The restoration of the iconic bandleader's first violin focuses attention on the beginnings of a remarkable career

instruments_sousa

“What’s waiting on your bench on Monday morning?” I ask violin maker and restorer John Montgomery. Several of us are sharing an airport taxi, making conversation on a sleety, grey spring day. “John Philip Sousa’s childhood violin” was the unlikely reply.

Sousa’s violin?

For the rest of the ride, Montgomery regales us with youthful tales from “The March King’s” little-
remembered early years as a child violin prodigy in Civil War–era Washington. Though most famous as a band leader and composer of marches, he was originally a successful violinist, conductor, orchestrator, and composer of, among other things, operettas.

Montgomery, who owns a violin shop in Raleigh, North Carolina, was just finishing a restoration of the little fiddle in time for the opening of “Winning the Hearts of Americans,” a new exhibit at the National Museum of the Marine Corps in Triangle, Virginia. As composer of “Semper Fidelis,” the official march of the US Marine Corps, and the bandleader who whipped the Marine Band into the crack touring ensemble that it remains today, Sousa is still very important to the Marines.

A Yearlong Restoration

Sousa, born in 1854, took up the violin at age six. “I feel for sure it had to be his first one,” Montgomery says of the violin.
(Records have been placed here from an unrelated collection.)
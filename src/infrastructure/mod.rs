//! Infrastructure layer
//!
//! This module contains the logging setup, the settings file and the
//! package archive writers.

mod archive;
mod config;
mod logging;

pub use archive::{ArchiveDescriptor, ArchiveFormat};
pub use config::Config;
pub use logging::init_logging;
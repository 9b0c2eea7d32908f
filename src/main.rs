//! ros2-batch - CI batch job for ROS 2 workspaces
//!
//! ## Commands
//!
//! - `ros2-batch batch` - Fetch, build and test a fresh workspace
//! - `ros2-batch package` - Fetch, build and archive a binary release
//! - `ros2-batch completions` - Generate shell completions
//!
//! ## Quick Start
//!
//! ```bash
//! # Build and test on the detected platform
//! ros2-batch batch --do-venv
//!
//! # Exercise paths containing white space
//! ros2-batch batch --white-space-in sourcespace buildspace
//!
//! # Package a release for Windows
//! ros2-batch package --os windows
//! ```

use ros2_batch::pipeline::PipelineError;
use std::process::ExitCode;

mod cli;

fn main() -> ExitCode {
    match cli::run() {
        Ok(code) => code,
        Err(e) => {
            eprintln!("Error: {e:#}");
            match e.downcast_ref::<PipelineError>() {
                Some(err) => ExitCode::from(err.exit_code()),
                None => ExitCode::FAILURE,
            }
        }
    }
}
//! Command execution layer
//!
//! This module contains the execution context, the command runner and the
//! trace it keeps of every command.

mod context;
mod invocation;
mod runner;
mod trace;

pub use context::ExecutionContext;
pub(crate) use context::within_directory;
pub use invocation::{CommandInvocation, HostShell, Program};
pub use runner::{CommandOutput, CommandRunner, ProcessSpawner, ProcessSpec, SystemSpawner};
pub use trace::{ExecutionTrace, TraceEntry};
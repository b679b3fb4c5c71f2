//! System DNS resolver using getaddrinfo.
//!
//! This resolver uses the operating system's native resolution via
//! `getaddrinfo`, executed on the blocking thread pool so it never stalls the
//! async runtime. Every lookup is bounded by a fixed timeout and tried once.

use super::{Name, Resolve, Resolving};
use crate::base::{
    context::LocalResultExt,
    error::{DnsError, FailureReason},
};
use crate::dns::config::DEFAULT_LOOKUP_TIMEOUT;
use std::{net::ToSocketAddrs, time::Duration};

/// System resolver, bounded by a per-lookup timeout.
///
/// Returns the first address `getaddrinfo` reports; the [`Name`] family
/// preference only applies to direct server queries.
///
/// When the timeout elapses the lookup is reported as failed immediately;
/// the blocking `getaddrinfo` call itself cannot be interrupted and is left
/// to finish on the blocking pool.
#[derive(Clone, Debug)]
pub struct SystemResolver {
    timeout: Duration,
}

impl SystemResolver {
    /// Creates a resolver with the default one second timeout.
    pub fn new() -> Self {
        Self::with_timeout(DEFAULT_LOOKUP_TIMEOUT)
    }

    /// Creates a resolver that gives up on a lookup after `timeout`.
    pub fn with_timeout(timeout: Duration) -> Self {
        Self { timeout }
    }

    /// The per-lookup bound.
    pub fn timeout(&self) -> Duration {
        self.timeout
    }
}

impl Default for SystemResolver {
    fn default() -> Self {
        Self::new()
    }
}

impl Resolve for SystemResolver {
    fn resolve(&self, name: Name) -> Resolving {
        let timeout = self.timeout;
        Box::pin(async move {
            let domain = name.as_str().to_string();
            let host = domain.clone();

            let task = tokio::task::spawn_blocking(move || {
                tracing::debug!(host = %host, "resolving via getaddrinfo");
                (host.as_str(), 0u16)
                    .to_socket_addrs()
                    .map(|iter| iter.map(|addr| addr.ip()).collect::<Vec<_>>())
            });

            let addrs = match tokio::time::timeout(timeout, task).await {
                Ok(joined) => joined
                    .map_err(|e| {
                        tracing::error!(error = %e, "DNS resolution task failed");
                        DnsError::local(domain.as_str(), FailureReason::resolver(e))
                    })?
                    .local_context(&domain)?,
                Err(_) => {
                    tracing::debug!(domain = %domain, ?timeout, "getaddrinfo timed out");
                    return Err(DnsError::local(domain, FailureReason::Timeout));
                }
            };

            // First reported address, whatever its family.
            let count = addrs.len();
            let ip = addrs
                .first()
                .copied()
                .ok_or_else(|| DnsError::local(domain.as_str(), FailureReason::NoAnswer))?;

            tracing::debug!(domain = %domain, %ip, count, "local resolution complete");
            Ok(ip)
        })
    }
}
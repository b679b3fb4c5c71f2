//! Relay Defaults Tests
//!
//! Covers:
//! - `initialize_defaults` formatting with scripted resolvers
//! - End-to-end fallback through `ServerResolver` against a local UDP DNS responder

use relaydns::base::error::{DnsError, FailureReason};
use relaydns::dns::{
    FallbackResolver, IpPreference, LookupConfig, Name, Resolve, ResolveVia, Resolving, Roster,
    ServerResolver,
};
use relaydns::relay::{initialize_defaults, RelayDefaults, RelaySettings, TCP_BUFFER_SIZE};

use std::collections::HashMap;
use std::net::{IpAddr, Ipv4Addr, Ipv6Addr, SocketAddr};
use std::sync::Arc;
use std::time::Duration;
use tokio::net::UdpSocket;

/// Answers from a fixed table; unknown hosts fail.
struct TableResolver {
    table: HashMap<&'static str, IpAddr>,
}

impl Resolve for TableResolver {
    fn resolve(&self, name: Name) -> Resolving {
        let found = self.table.get(name.as_str()).copied();
        Box::pin(async move {
            found.ok_or_else(|| DnsError::AllServersFailed {
                host: name.as_str().to_string(),
            })
        })
    }
}

struct LocalFails;

impl Resolve for LocalFails {
    fn resolve(&self, name: Name) -> Resolving {
        Box::pin(async move { Err(DnsError::local(name.as_str(), FailureReason::Timeout)) })
    }
}

/// Answers with a loopback or public address depending on the requested family.
struct PreferenceProbe;

impl Resolve for PreferenceProbe {
    fn resolve(&self, name: Name) -> Resolving {
        Box::pin(async move {
            Ok(match name.preference() {
                IpPreference::Ipv4 => IpAddr::V4(Ipv4Addr::new(5, 6, 7, 8)),
                IpPreference::Ipv6 => IpAddr::V6(Ipv6Addr::LOCALHOST),
            })
        })
    }
}

fn settings() -> RelaySettings {
    RelaySettings::new()
        .relay_host("relay.example.com")
        .relay6_host("relay6.example.com")
        .port(9009)
}

/// Minimal DNS responder: A queries get `v4`, AAAA queries get `v6`,
/// anything else an empty NOERROR answer.
async fn spawn_responder(v4: Ipv4Addr, v6: Ipv6Addr) -> SocketAddr {
    let socket = UdpSocket::bind("127.0.0.1:0").await.unwrap();
    let addr = socket.local_addr().unwrap();
    tokio::spawn(async move {
        let mut buf = [0u8; 512];
        while let Ok((len, peer)) = socket.recv_from(&mut buf).await {
            if let Some(reply) = answer(&buf[..len], v4, v6) {
                let _ = socket.send_to(&reply, peer).await;
            }
        }
    });
    addr
}

fn answer(query: &[u8], v4: Ipv4Addr, v6: Ipv6Addr) -> Option<Vec<u8>> {
    let mut pos = 12;
    while *query.get(pos)? != 0 {
        pos += 1 + query[pos] as usize;
    }
    pos += 1;
    let qtype = u16::from_be_bytes([*query.get(pos)?, *query.get(pos + 1)?]);
    pos += 4;

    let rdata = match qtype {
        1 => v4.octets().to_vec(),
        28 => v6.octets().to_vec(),
        _ => Vec::new(),
    };
    let ancount = u16::from(!rdata.is_empty());

    // Header and question, echoed back.
    let mut reply = query.get(..pos)?.to_vec();
    reply[2] = 0x81; // QR, RD
    reply[3] = 0x80; // RA, NOERROR
    reply[6..8].copy_from_slice(&ancount.to_be_bytes());
    reply[8..12].fill(0);

    if ancount == 1 {
        reply.extend_from_slice(&[0xC0, 0x0C]);
        reply.extend_from_slice(&qtype.to_be_bytes());
        reply.extend_from_slice(&1u16.to_be_bytes());
        reply.extend_from_slice(&60u32.to_be_bytes());
        reply.extend_from_slice(&(rdata.len() as u16).to_be_bytes());
        reply.extend_from_slice(&rdata);
    }
    Some(reply)
}

#[tokio::test]
async fn test_defaults_from_resolved_hosts() {
    let resolver = TableResolver {
        table: HashMap::from([
            ("relay.example.com", IpAddr::V4(Ipv4Addr::new(5, 6, 7, 8))),
            ("relay6.example.com", "2001:db8::7".parse().unwrap()),
        ]),
    };

    let defaults = initialize_defaults(&resolver, &settings()).await;

    assert_eq!(defaults.relay, "5.6.7.8:9009");
    assert_eq!(defaults.relay6, "[2001:db8::7]:9009");
    assert_eq!(defaults.port, 9009);
    assert_eq!(defaults.passphrase, "pass123");
    assert!(defaults.has_relay());
    assert!(defaults.has_relay6());
}

#[tokio::test]
async fn test_unresolved_hosts_yield_empty_defaults() {
    let resolver = TableResolver {
        table: HashMap::from([("relay.example.com", IpAddr::V4(Ipv4Addr::new(5, 6, 7, 8)))]),
    };

    let defaults = initialize_defaults(&resolver, &settings()).await;

    assert_eq!(defaults.relay, "5.6.7.8:9009");
    assert_eq!(defaults.relay6, "");
    assert!(!defaults.has_relay6());

    let nothing = TableResolver {
        table: HashMap::new(),
    };
    let defaults = initialize_defaults(&nothing, &settings()).await;
    assert_eq!(
        defaults,
        RelayDefaults {
            relay: String::new(),
            relay6: String::new(),
            port: 9009,
            passphrase: "pass123".into(),
        }
    );
}

#[tokio::test]
async fn test_relay6_is_resolved_preferring_ipv6() {
    let defaults = initialize_defaults(&PreferenceProbe, &settings()).await;
    assert_eq!(defaults.relay, "5.6.7.8:9009");
    assert_eq!(defaults.relay6, "[::1]:9009");
}

#[test]
fn test_buffer_size() {
    assert_eq!(TCP_BUFFER_SIZE, 65536);
}

#[tokio::test]
async fn test_server_resolver_against_local_responder() {
    let v4 = Ipv4Addr::new(5, 6, 7, 8);
    let v6 = Ipv6Addr::new(0x2001, 0xdb8, 0, 0, 0, 0, 0, 0x42);
    let server = spawn_responder(v4, v6).await;
    let resolver = ServerResolver::new();

    let ip = resolver
        .resolve_via(Name::new("relay.example.com"), server)
        .await
        .unwrap();
    assert_eq!(ip, IpAddr::V4(v4));

    let ip = resolver
        .resolve_via(
            Name::new("relay6.example.com").prefer(IpPreference::Ipv6),
            server,
        )
        .await
        .unwrap();
    assert_eq!(ip, IpAddr::V6(v6));
}

#[tokio::test]
async fn test_end_to_end_fallback_defaults() {
    let v4 = Ipv4Addr::new(5, 6, 7, 8);
    let v6 = Ipv6Addr::new(0x2001, 0xdb8, 0, 0, 0, 0, 0, 0x42);

    // One server that never answers, one that does.
    let silent = UdpSocket::bind("127.0.0.1:0").await.unwrap();
    let responder = spawn_responder(v4, v6).await;
    let roster: Roster = [silent.local_addr().unwrap(), responder].into_iter().collect();

    let resolver = FallbackResolver::with_resolvers(
        Arc::new(LocalFails),
        Arc::new(ServerResolver::new()),
        LookupConfig::new().roster(roster),
    );

    let started = std::time::Instant::now();
    let defaults = initialize_defaults(&resolver, &settings()).await;

    assert_eq!(defaults.relay, "5.6.7.8:9009");
    assert_eq!(defaults.relay6, "[2001:db8::42]:9009");
    assert!(started.elapsed() < Duration::from_secs(1));
}

#[tokio::test]
async fn test_end_to_end_total_failure_is_not_fatal() {
    let silent = UdpSocket::bind("127.0.0.1:0").await.unwrap();
    let roster: Roster = [silent.local_addr().unwrap()].into_iter().collect();

    let resolver = FallbackResolver::with_resolvers(
        Arc::new(LocalFails),
        Arc::new(ServerResolver::with_timeout(Duration::from_millis(200))),
        LookupConfig::new()
            .timeout(Duration::from_millis(200))
            .roster(roster),
    );

    let defaults = initialize_defaults(&resolver, &settings()).await;
    assert_eq!(defaults.relay, "");
    assert_eq!(defaults.relay6, "");
    assert_eq!(defaults.port, 9009);
}

#[cfg(target_os = "linux")]
#[tokio::test]
async fn test_undialable_server_fails_fast() {
    // The kernel refuses to connect a UDP socket to the broadcast address.
    let broadcast: SocketAddr = "255.255.255.255:53".parse().unwrap();
    let roster: Roster = [broadcast].into_iter().collect();
    let resolver = FallbackResolver::with_resolvers(
        Arc::new(LocalFails),
        Arc::new(ServerResolver::new()),
        LookupConfig::new().roster(roster),
    );

    let started = std::time::Instant::now();
    let err = resolver
        .resolve(Name::new("relay.example.com"))
        .await
        .unwrap_err();

    assert_eq!(err.host(), "relay.example.com");
    assert!(started.elapsed() < Duration::from_millis(500));

    let direct = ServerResolver::new()
        .resolve_via(Name::new("relay.example.com"), broadcast)
        .await
        .unwrap_err();
    assert!(matches!(
        direct.reason(),
        Some(FailureReason::Unreachable(_))
    ));
}

#[cfg(target_os = "linux")]
#[tokio::test]
async fn test_undialable_server_does_not_block_race() {
    let v4 = Ipv4Addr::new(5, 6, 7, 8);
    let v6 = Ipv6Addr::new(0x2001, 0xdb8, 0, 0, 0, 0, 0, 0x42);
    let responder = spawn_responder(v4, v6).await;
    let broadcast: SocketAddr = "255.255.255.255:53".parse().unwrap();
    let roster: Roster = [broadcast, responder].into_iter().collect();

    let resolver = FallbackResolver::with_resolvers(
        Arc::new(LocalFails),
        Arc::new(ServerResolver::new()),
        LookupConfig::new().roster(roster),
    );

    let ip = resolver.resolve(Name::new("relay.example.com")).await.unwrap();
    assert_eq!(ip, IpAddr::V4(v4));
}
use relaydns::dns::{FallbackResolver, Name, Resolve};
use relaydns::relay::RelayDefaults;
use std::time::Instant;

#[tokio::main]
async fn main() -> Result<(), Box<dyn std::error::Error>> {
    println!("=== Default relays ===");
    let start = Instant::now();
    let defaults = RelayDefaults::init().await;
    println!("relay:  {:?}", defaults.relay);
    println!("relay6: {:?}", defaults.relay6);
    println!("Time: {:?}", start.elapsed());

    // Any extra arguments are resolved the same way.
    let resolver = FallbackResolver::new();
    for host in std::env::args().skip(1) {
        let start = Instant::now();
        let ip = resolver.resolve(Name::new(host.as_str())).await?;
        println!("\n{host} -> {ip} ({:?})", start.elapsed());
    }

    Ok(())
}
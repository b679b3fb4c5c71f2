//! Core DNS resolution types and traits.
//!
//! This module defines the `Resolve` and `ResolveVia` traits and the
//! supporting types shared by the local, per-server and fallback resolvers.

use crate::base::error::DnsError;
use std::{
    fmt,
    future::Future,
    net::{IpAddr, SocketAddr},
    pin::Pin,
    sync::Arc,
};

/// Which address family to return when a host has both.
#[derive(Clone, Copy, Debug, Default, Hash, Eq, PartialEq)]
pub enum IpPreference {
    #[default]
    Ipv4,
    Ipv6,
}

impl IpPreference {
    pub(crate) fn matches(self, ip: &IpAddr) -> bool {
        match self {
            IpPreference::Ipv4 => ip.is_ipv4(),
            IpPreference::Ipv6 => ip.is_ipv6(),
        }
    }
}

/// A hostname to resolve, plus the address family the caller prefers.
///
/// The preference steers direct server queries; the system resolver's
/// ordering is taken as-is.
#[derive(Clone, Hash, Eq, PartialEq)]
pub struct Name {
    host: Box<str>,
    preference: IpPreference,
}

impl Name {
    /// Creates a new [`Name`] preferring IPv4 answers.
    #[inline]
    pub fn new(host: impl Into<Box<str>>) -> Self {
        Self {
            host: host.into(),
            preference: IpPreference::Ipv4,
        }
    }

    /// Same hostname, different family preference.
    #[inline]
    pub fn prefer(mut self, preference: IpPreference) -> Self {
        self.preference = preference;
        self
    }

    /// View the hostname as a string slice.
    #[inline]
    pub fn as_str(&self) -> &str {
        &self.host
    }

    /// The address family to ask servers for first.
    #[inline]
    pub fn preference(&self) -> IpPreference {
        self.preference
    }
}

impl From<&str> for Name {
    fn from(value: &str) -> Self {
        Name::new(value)
    }
}

impl From<String> for Name {
    fn from(value: String) -> Self {
        Name::new(value)
    }
}

impl fmt::Debug for Name {
    fn fmt(&self, f: &mut fmt::Formatter<'_>) -> fmt::Result {
        fmt::Debug::fmt(&self.host, f)
    }
}

impl fmt::Display for Name {
    fn fmt(&self, f: &mut fmt::Formatter<'_>) -> fmt::Result {
        fmt::Display::fmt(&self.host, f)
    }
}

/// Alias for the `Future` type returned by a resolver.
pub type Resolving = Pin<Box<dyn Future<Output = Result<IpAddr, DnsError>> + Send>>;

/// Resolves a name through whatever source the implementation is bound to.
///
/// Implementations must be thread-safe and return a single address.
pub trait Resolve: Send + Sync {
    fn resolve(&self, name: Name) -> Resolving;
}

/// Resolves a name by asking one explicitly chosen DNS server.
///
/// Each call is independent; nothing is shared between calls.
pub trait ResolveVia: Send + Sync {
    fn resolve_via(&self, name: Name, server: SocketAddr) -> Resolving;
}

impl<R: Resolve + ?Sized> Resolve for Arc<R> {
    fn resolve(&self, name: Name) -> Resolving {
        (**self).resolve(name)
    }
}

impl<R: ResolveVia + ?Sized> ResolveVia for Arc<R> {
    fn resolve_via(&self, name: Name, server: SocketAddr) -> Resolving {
        (**self).resolve_via(name, server)
    }
}

/// Picks the first address of the preferred family, else the first address.
pub(crate) fn pick_address<I>(addrs: I, preference: IpPreference) -> Option<IpAddr>
where
    I: IntoIterator<Item = IpAddr>,
{
    let mut first = None;
    for ip in addrs {
        if preference.matches(&ip) {
            return Some(ip);
        }
        first.get_or_insert(ip);
    }
    first
}
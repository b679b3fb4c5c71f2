//! Local-first resolution with a public-DNS race as fallback.
//!
//! A lookup moves through at most two phases:
//!
//! 1. **Local attempt.** The system resolver is asked once. A success ends
//!    the lookup and no packet is sent to any public server.
//! 2. **Fallback race.** One worker per roster entry queries that server
//!    directly. Outcomes arrive on a channel sized to the number of
//!    workers; the first address received wins. If every worker fails the
//!    lookup fails with [`DnsError::AllServersFailed`].
//!
//! Workers are never cancelled. Each one is bounded by the lookup timeout
//! and can always deposit its outcome without blocking, so stragglers that
//! finish after a winner was chosen simply go unread.

use super::{
    config::LookupConfig, local::SystemResolver, remote::ServerResolver, roster::Roster, Name,
    Resolve, ResolveVia, Resolving,
};
use crate::base::error::{DnsError, FailureReason};
use std::{fmt, net::IpAddr, sync::Arc, time::Duration};
use tokio::sync::mpsc;

/// Resolver that falls back to racing public DNS servers.
///
/// # Example
///
/// ```rust,ignore
/// use relaydns::dns::{FallbackResolver, Name, Resolve};
///
/// let resolver = FallbackResolver::new();
/// let ip = resolver.resolve(Name::new("example.com")).await?;
/// ```
#[derive(Clone)]
pub struct FallbackResolver {
    local: Arc<dyn Resolve>,
    remote: Arc<dyn ResolveVia>,
    roster: Roster,
    timeout: Duration,
}

impl FallbackResolver {
    /// System resolver first, then the public roster, one second per lookup.
    pub fn new() -> Self {
        Self::with_config(LookupConfig::default())
    }

    /// System resolver and hickory per-server lookups, bounded by `config.timeout`.
    pub fn with_config(config: LookupConfig) -> Self {
        Self::with_resolvers(
            Arc::new(SystemResolver::with_timeout(config.timeout)),
            Arc::new(ServerResolver::with_timeout(config.timeout)),
            config,
        )
    }

    /// Builds a resolver around explicit local and per-server resolvers.
    ///
    /// `config.timeout` additionally bounds every race worker, whatever the
    /// per-server resolver does internally.
    pub fn with_resolvers(
        local: Arc<dyn Resolve>,
        remote: Arc<dyn ResolveVia>,
        config: LookupConfig,
    ) -> Self {
        Self {
            local,
            remote,
            roster: config.roster,
            timeout: config.timeout,
        }
    }

    async fn lookup(self, name: Name) -> Result<IpAddr, DnsError> {
        match self.local.resolve(name.clone()).await {
            Ok(ip) => return Ok(ip),
            Err(e) => {
                tracing::warn!(domain = %name, error = %e, "local lookup failed, racing public DNS");
            }
        }
        self.race(name).await
    }

    async fn race(&self, name: Name) -> Result<IpAddr, DnsError> {
        let host = name.as_str().to_string();
        if self.roster.is_empty() {
            return Err(DnsError::AllServersFailed { host });
        }

        // One slot per worker: a send can never wait, even once nobody reads.
        let (tx, mut rx) = mpsc::channel(self.roster.len());
        for server in self.roster.iter() {
            let tx = tx.clone();
            let remote = self.remote.clone();
            let name = name.clone();
            let timeout = self.timeout;
            tokio::spawn(async move {
                let lookup = remote.resolve_via(name.clone(), server);
                let outcome = tokio::time::timeout(timeout, lookup).await.unwrap_or_else(|_| {
                    Err(DnsError::remote(name.as_str(), server, FailureReason::Timeout))
                });
                let _ = tx.send(outcome).await;
            });
        }
        drop(tx);

        while let Some(outcome) = rx.recv().await {
            match outcome {
                Ok(ip) => {
                    tracing::debug!(domain = %host, %ip, "fallback race won");
                    return Ok(ip);
                }
                Err(e) => tracing::debug!(error = %e, "fallback server failed"),
            }
        }

        tracing::debug!(domain = %host, servers = self.roster.len(), "every DNS server failed");
        Err(DnsError::AllServersFailed { host })
    }
}

impl Default for FallbackResolver {
    fn default() -> Self {
        Self::new()
    }
}

impl Resolve for FallbackResolver {
    fn resolve(&self, name: Name) -> Resolving {
        Box::pin(self.clone().lookup(name))
    }
}

impl fmt::Debug for FallbackResolver {
    fn fmt(&self, f: &mut fmt::Formatter<'_>) -> fmt::Result {
        f.debug_struct("FallbackResolver")
            .field("servers", &self.roster.len())
            .field("timeout", &self.timeout)
            .finish_non_exhaustive()
    }
}
//! The fixed list of public DNS servers queried when the local resolver fails.

use std::{
    net::{IpAddr, Ipv4Addr, Ipv6Addr, SocketAddr},
    sync::Arc,
};

/// Standard DNS port.
pub const DNS_PORT: u16 = 53;

/// Public resolvers raced when the local lookup fails, IPv4 first.
pub const PUBLIC_DNS_SERVERS: [IpAddr; 9] = [
    IpAddr::V4(Ipv4Addr::new(1, 0, 0, 1)),       // Cloudflare
    IpAddr::V4(Ipv4Addr::new(1, 1, 1, 1)),       // Cloudflare
    IpAddr::V4(Ipv4Addr::new(8, 8, 4, 4)),       // Google
    IpAddr::V4(Ipv4Addr::new(8, 8, 8, 8)),       // Google
    IpAddr::V4(Ipv4Addr::new(8, 26, 56, 26)),    // Comodo
    IpAddr::V4(Ipv4Addr::new(208, 67, 220, 220)), // Cisco OpenDNS
    IpAddr::V4(Ipv4Addr::new(208, 67, 222, 222)), // Cisco OpenDNS
    IpAddr::V6(Ipv6Addr::new(0x2001, 0x4860, 0x4860, 0, 0, 0, 0, 0x8844)), // Google
    IpAddr::V6(Ipv6Addr::new(0x2001, 0x4860, 0x4860, 0, 0, 0, 0, 0x8888)), // Google
];

/// Ordered, immutable set of DNS server addresses.
///
/// Cloning shares the underlying slice; there is no way to mutate a roster
/// once built, so workers read it without synchronization.
#[derive(Clone, Debug, PartialEq, Eq)]
pub struct Roster {
    servers: Arc<[SocketAddr]>,
}

impl Roster {
    /// The built-in public servers, each on port 53.
    pub fn public() -> Self {
        Self::from_ips(PUBLIC_DNS_SERVERS)
    }

    /// Servers given by IP, each on port 53.
    pub fn from_ips(ips: impl IntoIterator<Item = IpAddr>) -> Self {
        ips.into_iter()
            .map(|ip| SocketAddr::new(ip, DNS_PORT))
            .collect()
    }

    /// Number of servers, and so the number of race workers.
    pub fn len(&self) -> usize {
        self.servers.len()
    }

    pub fn is_empty(&self) -> bool {
        self.servers.is_empty()
    }

    /// Servers in roster order.
    pub fn iter(&self) -> impl Iterator<Item = SocketAddr> + '_ {
        self.servers.iter().copied()
    }
}

impl Default for Roster {
    fn default() -> Self {
        Self::public()
    }
}

impl FromIterator<SocketAddr> for Roster {
    fn from_iter<I: IntoIterator<Item = SocketAddr>>(iter: I) -> Self {
        Self {
            servers: iter.into_iter().collect(),
        }
    }
}
//! # relaydns
//!
//! Startup-time hostname resolution that keeps working when the local DNS
//! resolver does not.
//!
//! `relaydns` asks the system resolver first. When that fails it races a
//! fixed roster of public DNS servers and takes the first answer. On top of
//! that it derives the default relay addresses a transfer client dials.
//!
//! ## Quick Start
//!
//! ```rust,ignore
//! use relaydns::relay::RelayDefaults;
//!
//! #[tokio::main]
//! async fn main() {
//!     let defaults = RelayDefaults::init().await;
//!     if defaults.has_relay() {
//!         println!("relay: {}", defaults.relay);
//!     }
//! }
//! ```
//!
//! ## Modules
//!
//! - [`base`] - Error types and context helpers
//! - [`dns`] - Local, per-server and fallback resolvers
//! - [`relay`] - Default relay addresses derived at startup

pub mod base;
pub mod dns;
pub mod relay;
The fiddle itself is not remarkable—a quarter-size German student instrument of the sort imported by the thousands in the mid-19th century—“but it was such an important part of who he was, who he became.”

The construction methods, oxidization of the damaged wood, and the story that the Marine Corps gave Montgomery left little doubt that this instrument belonged to Sousa and was broken at the time he was a child.

The tiny violin was donated by the Sousa family to the ...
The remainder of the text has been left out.